Solitudine e Creatività
La mattina ha un sapore speciale. Alle otto ho già fatto giardinaggio: trasferito due piante esauste di Margherita in un vaso più grande, piantumato tre talee di Geranio incautamente spezzate, dato da bere ai Pomodorini in vaso, raccolto Fragole, scattato foto… dopo aver dato la colazione (ricotta sbriciolata dentro pezzettini di carne umida) ai due nuovi micetti che alternano pappa e sonno. Sono deliziosi, ieri sera gli ho scritto una poesia, invidiando la loro vitalità. La giornata è partita col sole in poppa, non so cosa mi riserverà il resto del giorno, ma almeno mi sono ‘ricaricata’ le pile del buonumore, tanto contrastato da eventi dolorosi. Giusto ieri un contatto mi ha ricordato un pensiero attribuito a Charlie Chaplin, vissuto fino a 88 anni, secondo il quale i sei migliori dottori del mondo sono: sole, riposo, esercizio, dieta, autostima, amici.

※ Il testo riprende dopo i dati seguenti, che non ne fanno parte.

//! OpenAiClient: one HTTP client implementing every remote collaborator.

use std::time::Duration;

use chat_core::{
    async_trait, AudioUpload, ConversationService, GenerationRequest, ModerationResult,
    ModerationService, RunSnapshot, ServiceError, SpeechSynthesizer, TextGenerator, ThreadMessage,
    ToolCallOutput, Transcriber,
};
use reqwest::{multipart, Client, RequestBuilder, Response};
use serde::de::DeserializeOwned;
use tracing::{debug, info};

use crate::api_types::{
    ApiError, ChatCompletionRequest, ChatCompletionResponse, CreateMessageRequest,
    CreateRunRequest, IdObject, ListResponse, MessageObject, ModerationRequest,
    ModerationResponse, RunObject, SpeechRequest, SubmitToolOutputsRequest,
    TranscriptionResponse,
};
use crate::config::OpenAiConfig;

/// Header value enabling the v2 assistants API.
const ASSISTANTS_BETA: &str = "assistants=v2";

/// Client for the OpenAI REST API.
///
/// Implements [`ConversationService`], [`ModerationService`],
/// [`TextGenerator`], [`SpeechSynthesizer`] and [`Transcriber`], so one
/// instance can back every collaborator of the orchestrator.
#[derive(Clone)]
pub struct OpenAiClient {
    pub(crate) client: Client,
    pub(crate) config: OpenAiConfig,
}

impl OpenAiClient {
    /// Create a new client with the given configuration.
    pub fn new(config: OpenAiConfig) -> Result<Self, ServiceError> {
        if config.api_key.is_empty() {
            return Err(ServiceError::Configuration("OpenAI API key is empty".to_string()));
        }

        let client = Client::builder()
            .timeout(Duration::from_secs(config.timeout_secs))
            .build()
            .map_err(|e| ServiceError::Configuration(format!("Failed to create HTTP client: {}", e)))?;

        info!(
            "OpenAiClient initialized: api_url={}, model={}",
            config.api_url, config.model
        );

        Ok(Self { client, config })
    }

    /// Create a client from environment variables.
    ///
    /// See [`OpenAiConfig::from_env`] for required environment variables.
    pub fn from_env() -> Result<Self, ServiceError> {
        Self::new(OpenAiConfig::from_env()?)
    }

    /// Get the configuration.
    pub fn config(&self) -> &OpenAiConfig {
        &self.config
    }

    pub(crate) fn get(&self, path: &str) -> RequestBuilder {
        self.authorized(self.client.get(self.config.endpoint(path)))
    }

    pub(crate) fn post(&self, path: &str) -> RequestBuilder {
        self.authorized(self.client.post(self.config.endpoint(path)))
    }

    pub(crate) fn delete(&self, path: &str) -> RequestBuilder {
        self.authorized(self.client.delete(self.config.endpoint(path)))
    }

    fn authorized(&self, builder: RequestBuilder) -> RequestBuilder {
        builder
            .header("Authorization", format!("Bearer {}", self.config.api_key))
            .header("OpenAI-Beta", ASSISTANTS_BETA)
    }

    /// Send a request and fail on non-success status.
    pub(crate) async fn send(&self, builder: RequestBuilder) -> Result<Response, ServiceError> {
        let response = builder
            .send()
            .await
            .map_err(|e| ServiceError::Network(format!("Failed to send request: {}", e)))?;

        let status = response.status();
        if status.is_success() {
            return Ok(response);
        }

        let error_text = response.text().await.unwrap_or_default();

        // Try to parse as API error
        if let Ok(api_error) = serde_json::from_str::<ApiError>(&error_text) {
            return Err(ServiceError::api(status.as_u16(), api_error.error.message));
        }

        Err(ServiceError::api(status.as_u16(), error_text))
    }

    /// Send a request and decode a JSON body.
    pub(crate) async fn send_json<T: DeserializeOwned>(
        &self,
        builder: RequestBuilder,
    ) -> Result<T, ServiceError> {
        let response = self.send(builder).await?;
        response
            .json::<T>()
            .await
            .map_err(|e| ServiceError::Parse(format!("Failed to parse response: {}", e)))
    }
}

#[async_trait]
impl ConversationService for OpenAiClient {
    async fn create_thread(&self) -> Result<String, ServiceError> {
        let thread: IdObject = self
            .send_json(self.post("/threads").json(&serde_json::json!({})))
            .await?;
        debug!("Created thread {}", thread.id);
        Ok(thread.id)
    }

    async fn add_user_message(&self, thread_id: &str, content: &str) -> Result<String, ServiceError> {
        let request = CreateMessageRequest {
            role: "user",
            content,
        };
        let message: IdObject = self
            .send_json(self.post(&format!("/threads/{}/messages", thread_id)).json(&request))
            .await?;
        Ok(message.id)
    }

    async fn create_run(&self, thread_id: &str, assistant_id: &str) -> Result<RunSnapshot, ServiceError> {
        let request = CreateRunRequest { assistant_id };
        let run: RunObject = self
            .send_json(self.post(&format!("/threads/{}/runs", thread_id)).json(&request))
            .await?;
        Ok(run.into())
    }

    async fn get_run(&self, thread_id: &str, run_id: &str) -> Result<RunSnapshot, ServiceError> {
        let run: RunObject = self
            .send_json(self.get(&format!("/threads/{}/runs/{}", thread_id, run_id)))
            .await?;
        Ok(run.into())
    }

    async fn submit_tool_outputs(
        &self,
        thread_id: &str,
        run_id: &str,
        outputs: Vec<ToolCallOutput>,
    ) -> Result<RunSnapshot, ServiceError> {
        let request = SubmitToolOutputsRequest {
            tool_outputs: outputs,
        };
        let path = format!("/threads/{}/runs/{}/submit_tool_outputs", thread_id, run_id);
        let run: RunObject = self.send_json(self.post(&path).json(&request)).await?;
        Ok(run.into())
    }

    async fn cancel_run(&self, thread_id: &str, run_id: &str) -> Result<(), ServiceError> {
        let path = format!("/threads/{}/runs/{}/cancel", thread_id, run_id);
        self.send(self.post(&path)).await?;
        Ok(())
    }

    async fn list_messages(&self, thread_id: &str, limit: usize) -> Result<Vec<ThreadMessage>, ServiceError> {
        let path = format!("/threads/{}/messages", thread_id);
        let list: ListResponse<MessageObject> = self
            .send_json(
                self.get(&path)
                    .query(&[("limit", limit.to_string()), ("order", "desc".to_string())]),
            )
            .await?;
        Ok(list.data.into_iter().map(ThreadMessage::from).collect())
    }
}

#[async_trait]
impl ModerationService for OpenAiClient {
    async fn classify(&self, text: &str) -> Result<ModerationResult, ServiceError> {
        let response: ModerationResponse = self
            .send_json(self.post("/moderations").json(&ModerationRequest { input: text }))
            .await?;

        let entry = response
            .results
            .into_iter()
            .next()
            .ok_or_else(|| ServiceError::Parse("Moderation response had no results".to_string()))?;

        Ok(ModerationResult {
            flagged: entry.flagged,
            categories: entry
                .categories
                .into_iter()
                .map(|(name, hit)| (name, hit.unwrap_or(false)))
                .collect(),
        })
    }
}

#[async_trait]
impl TextGenerator for OpenAiClient {
    async fn generate(&self, request: GenerationRequest) -> Result<String, ServiceError> {
        let body = ChatCompletionRequest {
            model: self.config.warning_model.clone(),
            messages: request.messages,
            temperature: request.temperature,
            max_tokens: request.max_tokens,
        };
        let completion: ChatCompletionResponse = self
            .send_json(self.post("/chat/completions").json(&body))
            .await?;

        completion
            .choices
            .into_iter()
            .next()
            .and_then(|choice| choice.message.content)
            .ok_or_else(|| ServiceError::Parse("No content in completion response".to_string()))
    }
}

#[async_trait]
impl SpeechSynthesizer for OpenAiClient {
    async fn synthesize(&self, text: &str, voice: &str) -> Result<Vec<u8>, ServiceError> {
        let request = SpeechRequest {
            model: &self.config.tts_model,
            input: text,
            voice,
            response_format: "mp3",
        };
        let response = self.send(self.post("/audio/speech").json(&request)).await?;
        let bytes = response
            .bytes()
            .await
            .map_err(|e| ServiceError::Network(format!("Failed to read audio: {}", e)))?;
        debug!("Synthesized {} bytes of audio", bytes.len());
        Ok(bytes.to_vec())
    }
}

#[async_trait]
impl Transcriber for OpenAiClient {
    async fn transcribe(&self, audio: AudioUpload) -> Result<String, ServiceError> {
        let part = multipart::Part::bytes(audio.bytes).file_name(audio.filename);
        let form = multipart::Form::new()
            .text("model", self.config.transcribe_model.clone())
            .part("file", part);

        let response: TranscriptionResponse = self
            .send_json(self.post("/audio/transcriptions").multipart(form))
            .await?;
        Ok(response.text)
    }
}

#[cfg(test)]
mod tests {
    use super::*;

    #[test]
    fn test_new_rejects_empty_key() {
        let config = OpenAiConfig::builder().build();
        assert!(matches!(
            OpenAiClient::new(config),
            Err(ServiceError::Configuration(_))
        ));
    }

    #[test]
    fn test_new_with_key() {
        let config = OpenAiConfig::builder().api_key("test-key").build();
        let client = OpenAiClient::new(config).unwrap();
        assert_eq!(client.config().api_key, "test-key");
    }

    #[tokio::test]
    async fn test_unreachable_host_is_network_error() {
        let config = OpenAiConfig::builder()
            .api_key("test-key")
            .api_url("http://127.0.0.1:9")
            .timeout_secs(2)
            .build();
        let client = OpenAiClient::new(config).unwrap();
        let result = client.create_thread().await;
        assert!(matches!(result, Err(ServiceError::Network(_))));
    }

    #[tokio::test]
    #[ignore] // Requires OPENAI_API_KEY and network access
    async fn test_live_moderation() {
        dotenvy::dotenv().ok();
        let client = OpenAiClient::from_env().unwrap();
        let result = client.classify("I love reading about dinosaurs").await.unwrap();
        assert!(!result.flagged);
    }
}
//! Startup provisioning of the chat and recommendation assistants.

use std::path::Path;

use book_tools::function_definitions;
use chat_core::ServiceError;
use openai_client::{AssistantSpec, KnowledgeBase, OpenAiClient};
use orchestrator::prompts::{
    capture_function_definition, ASSISTANT_INSTRUCTIONS, ASSISTANT_NAME, RECOMMENDER_INSTRUCTIONS,
    RECOMMENDER_NAME,
};
use orchestrator::OrchestratorConfig;
use tracing::{info, warn};

/// Remote objects created at startup, removed again by [`Provisioned::teardown`].
#[derive(Debug, Default)]
pub struct Provisioned {
    assistants: Vec<String>,
    knowledge_base: Option<KnowledgeBase>,
}

impl Provisioned {
    /// Create whichever assistants `config` does not name yet.
    ///
    /// The recommendation assistant needs a catalog file to index; without
    /// one it is skipped. Created ids are written back into `config`.
    pub async fn ensure(
        client: &OpenAiClient,
        config: &mut OrchestratorConfig,
        catalog_path: Option<&Path>,
    ) -> Result<Self, ServiceError> {
        let mut provisioned = Self::default();

        if config.assistant_id.trim().is_empty() {
            let spec = AssistantSpec::new(ASSISTANT_NAME, ASSISTANT_INSTRUCTIONS)
                .with_tools(function_definitions());
            let id = client.create_assistant(spec).await?;
            info!("Provisioned chat assistant {}", id);
            config.assistant_id = id.clone();
            provisioned.assistants.push(id);
        }

        if config.recommendation_assistant_id.is_none() {
            match catalog_path {
                Some(path) => {
                    if let Err(e) = provisioned.add_recommender(client, config, path).await {
                        provisioned.teardown(client).await;
                        return Err(e);
                    }
                }
                None => warn!("No CATALOG_PATH; recommendation assistant not provisioned"),
            }
        }

        Ok(provisioned)
    }

    async fn add_recommender(
        &mut self,
        client: &OpenAiClient,
        config: &mut OrchestratorConfig,
        catalog_path: &Path,
    ) -> Result<(), ServiceError> {
        let knowledge_base = client.create_knowledge_base(catalog_path).await?;
        let vector_store_id = knowledge_base.vector_store_id.clone();
        self.knowledge_base = Some(knowledge_base);

        let spec = AssistantSpec::new(RECOMMENDER_NAME, RECOMMENDER_INSTRUCTIONS)
            .with_tools(vec![capture_function_definition()])
            .with_file_search(vector_store_id);
        let id = client.create_assistant(spec).await?;
        info!("Provisioned recommendation assistant {}", id);
        config.recommendation_assistant_id = Some(id.clone());
        self.assistants.push(id);
        Ok(())
    }

    pub fn is_empty(&self) -> bool {
        self.assistants.is_empty() && self.knowledge_base.is_none()
    }

    /// Delete everything created by [`Provisioned::ensure`]. Failures are logged.
    pub async fn teardown(&mut self, client: &OpenAiClient) {
        for id in self.assistants.drain(..) {
            if let Err(e) = client.delete_assistant(&id).await {
                warn!("Failed to delete assistant {}: {}", id, e);
            }
        }
        if let Some(knowledge_base) = self.knowledge_base.take() {
            // Usually gone with its assistant already.
            if let Err(e) = client.delete_vector_store(&knowledge_base.vector_store_id).await {
                warn!("Vector store {} not deleted: {}", knowledge_base.vector_store_id, e);
            }
            if let Err(e) = client.delete_file(&knowledge_base.file_id).await {
                warn!("Failed to delete file {}: {}", knowledge_base.file_id, e);
            }
        }
    }
}
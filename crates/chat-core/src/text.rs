//! Text cleanup helpers.

use regex::Regex;
use std::sync::OnceLock;

fn citation_pattern() -> &'static Regex {
    static PATTERN: OnceLock<Regex> = OnceLock::new();
    PATTERN.get_or_init(|| Regex::new(r"【\d+:\d+†source】").expect("citation pattern is valid"))
}

/// Remove file-search citation markers such as `【4:0†source】` and trim.
///
/// Idempotent: cleaning already-clean text returns it unchanged. Removing a
/// marker can splice the text around it into a new marker, so passes repeat
/// until none is left.
pub fn strip_citations(text: &str) -> String {
    let pattern = citation_pattern();
    let mut cleaned = pattern.replace_all(text, "").into_owned();
    while pattern.is_match(&cleaned) {
        cleaned = pattern.replace_all(&cleaned, "").into_owned();
    }
    cleaned.trim().to_string()
}

/// Truncate to at most `max_chars` characters, on a char boundary.
pub fn truncate_chars(text: &str, max_chars: usize) -> &str {
    match text.char_indices().nth(max_chars) {
        Some((idx, _)) => &text[..idx],
        None => text,
    }
}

Sul primo non possiamo intervenire, ma conviene goderne quando c’è. Sui restanti cinque credo possiamo avere voce in capitolo, quantomeno relativamente agli amici, che possono irrobustire la nostra autostima. Per quanto mi riguarda, credo di averne pochi ma buoni, con cui condivido il piacere della lettura e scrittura. Da quando ho il blog, mi sento in costante collegamento con Lucia, Pia, Martina, Manuel, Adriana, Antonietta…e tramite whatsapp ricevo i saluti delle mie cugine e amiche vicine e lontane. Poi c’è il gruppo riservato di chi mi contatta in privato, per motivi di privacy e sfiducia dei social. La settimana scorsa, dal 16 al 22 maggio ho avuto 581 visite, 199 visitatori e 35 commenti che mi lusingano. Sono dati che mi vengono comunicati senza chiederli, perciò ne prendo atto e me li segno. Non ho interesse ad ampliare le statistiche, ma mi conforta sentirmi in compagnia, tanto più che vivo sola. Sintetizzando, solitudine per creare e condivisione dell’opera creata.